第四种：torch.mv()，执行矩阵（m）和向量（v）的乘法运算，不支持广播运算。

x = torch.tensor([[1, 2, 3], [4, 5, 6]])#2*3
y = torch.tensor([3,4,5])
torch.mv(x,y)#x.mv(y)方法
#output：
tensor([26, 62])

注意不能用矩阵乘法结果原则，来判断torch.mv(x,y)的维数，这个结果是1D向量，长度为2。
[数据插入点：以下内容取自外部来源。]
use std::fs;
use std::path::{Path, PathBuf};

use rusqlite::{Connection, OptionalExtension, params, params_from_iter};
use tracing::debug;

use super::{Cell, Row, ScalarField, Table, TableSink};
use crate::bundle::EntityType;
use crate::error::SinkError;

/// `string.id` of the book's external reference URL.
pub const REFERENCE_URL_STRING_ID: i64 = 15;

const SCHEMA_SQL: &str = "
    CREATE TABLE book_metadata (
      srl INTEGER,
      erl INTEGER,
      has_images TINYINT,
      has_excerpts TINYINT,
      show_spoilers_default TINYINT,
      num_people INTEGER,
      num_terms INTEGER,
      num_images INTEGER,
      preview_images TEXT
    );

    CREATE TABLE entity (
      id INTEGER PRIMARY KEY,
      label TEXT,
      loc_label INTEGER,
      type INTEGER,
      count INTEGER,
      has_info_card TINYINT
    );

    CREATE TABLE entity_description (
      text TEXT,
      source_wildcard TEXT,
      source INTEGER,
      entity INTEGER,
      PRIMARY KEY(entity)
    );

    CREATE TABLE entity_excerpt (
      entity INTEGER,
      excerpt INTEGER
    );

    CREATE TABLE excerpt (
      id INTEGER PRIMARY KEY,
      start INTEGER,
      length INTEGER,
      image TEXT,
      related_entities TEXT,
      goto INTEGER
    );

    CREATE TABLE occurrence (
      entity INTEGER,
      start INTEGER,
      length INTEGER
    );

    CREATE TABLE source (
      id INTEGER PRIMARY KEY,
      label INTEGER,
      url INTEGER,
      license_label INTEGER,
      license_url INTEGER
    );

    CREATE TABLE string (
      id INTEGER,
      language TEXT,
      text TEXT
    );

    CREATE TABLE type (
      id INTEGER PRIMARY KEY,
      label INTEGER,
      singular_label INTEGER,
      icon INTEGER,
      top_mentioned_entities TEXT
    );
";

// Label strings referenced by `source` and `type`; id 15 is overwritten with
// the book URL and is what the description source 2 points at.
const SEED_SQL: &str = "
    INSERT INTO string(id, language, text) VALUES
      (1, 'en', 'People'),
      (2, 'en', 'Person'),
      (3, 'en', 'Terms'),
      (4, 'en', 'Term'),
      (5, 'en', 'Kindle Store'),
      (6, 'en', 'Wikipedia'),
      (7, 'en', 'Goodreads'),
      (8, 'en', 'Notable Clips'),
      (15, 'en', '');

    INSERT INTO source(id, label, url, license_label, license_url) VALUES
      (0, 5, NULL, NULL, NULL),
      (1, 6, NULL, NULL, NULL),
      (2, 7, 15, NULL, NULL);

    INSERT INTO type(id, label, singular_label, icon, top_mentioned_entities) VALUES
      (1, 1, 2, 1, ''),
      (2, 3, 4, 2, '');
";

const INDEX_SQL: &str = "
    CREATE INDEX idx_occurrence_start ON occurrence(start ASC);
    CREATE INDEX idx_entity_type ON entity(type ASC);
    CREATE INDEX idx_entity_excerpt ON entity_excerpt(entity ASC);
";

const SEEDED_TABLES: [&str; 3] = ["source", "string", "type"];

/// Writes the X-Ray container as a SQLite file.
///
/// Schema creation, seeding and every insert run inside one transaction that
/// only [`TableSink::save`] commits; dropping the sink unsaved leaves an
/// empty database.
pub struct SqliteSink {
    connection: Connection,
    path: Option<PathBuf>,
    saved: bool,
}

impl SqliteSink {
    pub fn create(path: &Path, replace: bool) -> Result<Self, SinkError> {
        if path.exists() {
            if !replace {
                return Err(SinkError::AlreadyExists(path.to_path_buf()));
            }
            fs::remove_file(path)?;
        }

        let connection = Connection::open(path)?;
        Self::initialize(connection, Some(path.to_path_buf()))
    }

    pub fn in_memory() -> Result<Self, SinkError> {
        Self::initialize(Connection::open_in_memory()?, None)
    }

    fn initialize(connection: Connection, path: Option<PathBuf>) -> Result<Self, SinkError> {
        configure_connection(&connection)?;
        connection.execute_batch("BEGIN")?;
        connection.execute_batch(SCHEMA_SQL)?;
        connection.execute_batch(SEED_SQL)?;

        debug!(path = ?path, "initialized x-ray schema");

        Ok(Self {
            connection,
            path,
            saved: false,
        })
    }

    pub fn connection(&self) -> &Connection {
        &self.connection
    }

    pub fn path(&self) -> Option<&Path> {
        self.path.as_deref()
    }
}

fn configure_connection(connection: &Connection) -> Result<(), SinkError> {
    // The container must stay a single self-contained file.
    connection.pragma_update(None, "journal_mode", "DELETE")?;
    connection.pragma_update(None, "synchronous", "NORMAL")?;
    Ok(())
}

fn insert_sql(table: Table) -> String {
    let columns = table.columns();
    let placeholders = (1..=columns.len())
        .map(|index| format!("?{index}"))
        .collect::<Vec<_>>()
        .join(", ");
    format!(
        "INSERT INTO {}({}) VALUES({})",
        table.as_str(),
        columns.join(", "),
        placeholders
    )
}

impl TableSink for SqliteSink {
    fn insert_rows(&mut self, table: Table, rows: Vec<Row>) -> Result<(), SinkError> {
        let expected = table.columns().len();
        let mut statement = self.connection.prepare_cached(&insert_sql(table))?;

        for row in &rows {
            if row.len() != expected {
                return Err(SinkError::Rejected(format!(
                    "{} row has {} values, expected {expected}",
                    table.as_str(),
                    row.len()
                )));
            }
            statement.execute(params_from_iter(row.iter()))?;
        }

        debug!(table = table.as_str(), rows = rows.len(), "inserted rows");
        Ok(())
    }

    fn update_scalar(&mut self, field: ScalarField, value: Vec<u8>) -> Result<(), SinkError> {
        let value = Cell::Text(value);
        let updated = match field {
            ScalarField::ReferenceUrl => self.connection.execute(
                "UPDATE string SET text = ?1 WHERE id = ?2",
                params![value, REFERENCE_URL_STRING_ID],
            )?,
            ScalarField::TopMentioned(entity_type) => self.connection.execute(
                "UPDATE type SET top_mentioned_entities = ?1 WHERE id = ?2",
                params![value, entity_type.code()],
            )?,
        };

        if updated != 1 {
            return Err(SinkError::Rejected(format!(
                "scalar update {field:?} touched {updated} rows"
            )));
        }
        Ok(())
    }

    fn create_indices(&mut self) -> Result<(), SinkError> {
        self.connection.execute_batch(INDEX_SQL)?;
        Ok(())
    }

    fn save(&mut self) -> Result<(), SinkError> {
        if self.saved {
            return Err(SinkError::AlreadySaved);
        }
        self.connection.execute_batch("COMMIT")?;
        self.saved = true;
        Ok(())
    }

    fn close(self) -> Result<(), SinkError> {
        self.connection.close().map_err(|(_, err)| SinkError::from(err))
    }
}

/// Row counts for every X-Ray table, populated and seeded alike.
pub fn table_row_counts(connection: &Connection) -> Result<Vec<(&'static str, i64)>, SinkError> {
    let names = Table::ALL
        .iter()
        .map(|table| table.as_str())
        .chain(SEEDED_TABLES);

    let mut counts = Vec::new();
    for name in names {
        let count = connection.query_row(&format!("SELECT COUNT(*) FROM {name}"), [], |row| {
            row.get(0)
        })?;
        counts.push((name, count));
    }
    Ok(counts)
}

/// The comma-joined ranking stored for `entity_type`, if the type row exists.
pub fn top_mentioned_entities(
    connection: &Connection,
    entity_type: EntityType,
) -> Result<Option<String>, SinkError> {
    let value = connection
        .query_row(
            "SELECT CAST(top_mentioned_entities AS TEXT) FROM type WHERE id = ?1",
            [entity_type.code()],
            |row| row.get(0),
        )
        .optional()?;
    Ok(value)
}

#[cfg(test)]
mod tests {
    use super::*;

    fn text(value: &str) -> Cell {
        Cell::Text(value.as_bytes().to_vec())
    }

    #[test]
    fn new_sink_seeds_lookup_tables() {
        let sink = SqliteSink::in_memory().expect("in-memory sink should open");
        let counts = table_row_counts(sink.connection()).expect("counts");

        let lookup = |name: &str| {
            counts
                .iter()
                .find(|(table, _)| *table == name)
                .map(|(_, count)| *count)
        };
        assert_eq!(lookup("entity"), Some(0));
        assert_eq!(lookup("type"), Some(2));
        assert_eq!(lookup("source"), Some(3));
        assert_eq!(lookup("string"), Some(9));
    }

    #[test]
    fn insert_rows_binds_encoded_text_and_nulls() {
        let mut sink = SqliteSink::in_memory().expect("in-memory sink should open");
        sink.insert_rows(
            Table::Excerpt,
            vec![vec![
                text("4"),
                text("120"),
                text("30"),
                text(""),
                text("10,11"),
                Cell::Null,
            ]],
        )
        .expect("insert should succeed");

        let (id, related, goto): (i64, String, Option<i64>) = sink
            .connection()
            .query_row(
                "SELECT id, related_entities, goto FROM excerpt",
                [],
                |row| Ok((row.get(0)?, row.get(1)?, row.get(2)?)),
            )
            .expect("excerpt row");
        assert_eq!(id, 4);
        assert_eq!(related, "10,11");
        assert_eq!(goto, None);
    }

    #[test]
    fn insert_rows_rejects_wrong_arity() {
        let mut sink = SqliteSink::in_memory().expect("in-memory sink should open");
        let err = sink
            .insert_rows(Table::Occurrence, vec![vec![text("1"), text("2")]])
            .expect_err("short row must be rejected");
        assert!(matches!(err, SinkError::Rejected(_)));
    }

    #[test]
    fn scalar_updates_land_in_seeded_rows() {
        let mut sink = SqliteSink::in_memory().expect("in-memory sink should open");
        sink.update_scalar(ScalarField::ReferenceUrl, b"https://example.test/b".to_vec())
            .expect("url update");
        sink.update_scalar(
            ScalarField::TopMentioned(EntityType::Term),
            b"7,3".to_vec(),
        )
        .expect("type update");

        let url: String = sink
            .connection()
            .query_row(
                "SELECT text FROM string WHERE id = ?1",
                [REFERENCE_URL_STRING_ID],
                |row| row.get(0),
            )
            .expect("url row");
        assert_eq!(url, "https://example.test/b");
        assert_eq!(
            top_mentioned_entities(sink.connection(), EntityType::Term).expect("query"),
            Some("7,3".to_string())
        );
        assert_eq!(
            top_mentioned_entities(sink.connection(), EntityType::Person).expect("query"),
            Some(String::new())
        );
    }

    #[test]
    fn save_commits_and_rejects_a_second_save() {
        let mut sink = SqliteSink::in_memory().expect("in-memory sink should open");
        sink.create_indices().expect("indices");
        sink.save().expect("first save");
        assert!(matches!(sink.save(), Err(SinkError::AlreadySaved)));

        let index_count: i64 = sink
            .connection()
            .query_row(
                "SELECT COUNT(*) FROM sqlite_master WHERE type = 'index' AND name LIKE 'idx_%'",
                [],
                |row| row.get(0),
            )
            .expect("index count");
        assert_eq!(index_count, 3);
        sink.close().expect("close");
    }

    #[test]
    fn create_refuses_to_overwrite_without_replace() {
        let dir = std::env::temp_dir().join(format!("xray-sink-test-{}", std::process::id()));
        fs::create_dir_all(&dir).expect("temp dir");
        let path = dir.join("existing.asc");
        fs::write(&path, b"occupied").expect("seed file");

        assert!(matches!(
            SqliteSink::create(&path, false),
            Err(SinkError::AlreadyExists(_))
        ));

        let sink = SqliteSink::create(&path, true).expect("replace should succeed");
        assert_eq!(sink.path(), Some(path.as_path()));
        sink.close().expect("close");

        fs::remove_dir_all(&dir).expect("cleanup");
    }
}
因此，严格意义上这不能算作矩阵乘法。
第五种：torch.dot()，只能计算向量之间的内积运算，不能做矩阵乘法运算，这与python中的dot函数不一样。

x = torch.tensor([1,3,6])
y = torch.tensor([3,4,9])
torch.dot(x,y)#x.dot(y)

其实，上面的第一种方法torch.matmul()和@运算均可以作内积运算，但在Pytorch中，一般都是使用torch.dot()执行内积运算。
（2）Hadamard 积
第一种：torch.mul（）,与torch.multiply()等价。

x = torch.tensor([1,3,6])
y = torch.tensor([3,4,9])
torch.mul(x,y)#x.mul(y)方法

第二种：*运算。

x = torch.tensor([1,3,6])
y = torch.tensor([3,4,9])
x*y

同样，可以执行数乘向量或矩阵，如：

3*torch.tensor([1,3,6])
3*torch.tensor([[1, 2, 3], [4, 5, 6]])

3、总结

通过上面的总结，我们看到，python中的矩阵乘法有三种：np.matmul()、@运算和np.dot(); Hadamard积有两种np.multiply()和*运算。Pytorch中的矩阵乘法运算有五种：torch.matmul()、@、torch.dot()(只能进行内积运算)、torch.mm()、torch.mv()(只能进行矩阵向量乘积运算)；Hadamard积有三种：torch.mul()、torch.multiply()、*运算，注：前两种方法等价。相比python，Pytorch的矩阵乘法运算以及Hadamard积运算基本一样，尤其Hadamard积运算完全一样；乘法运算中，Pytorch增加了torch.mm()和torch.mv()两个运算方法。注意，Pytorch中的乘法函数均可当作方法使用。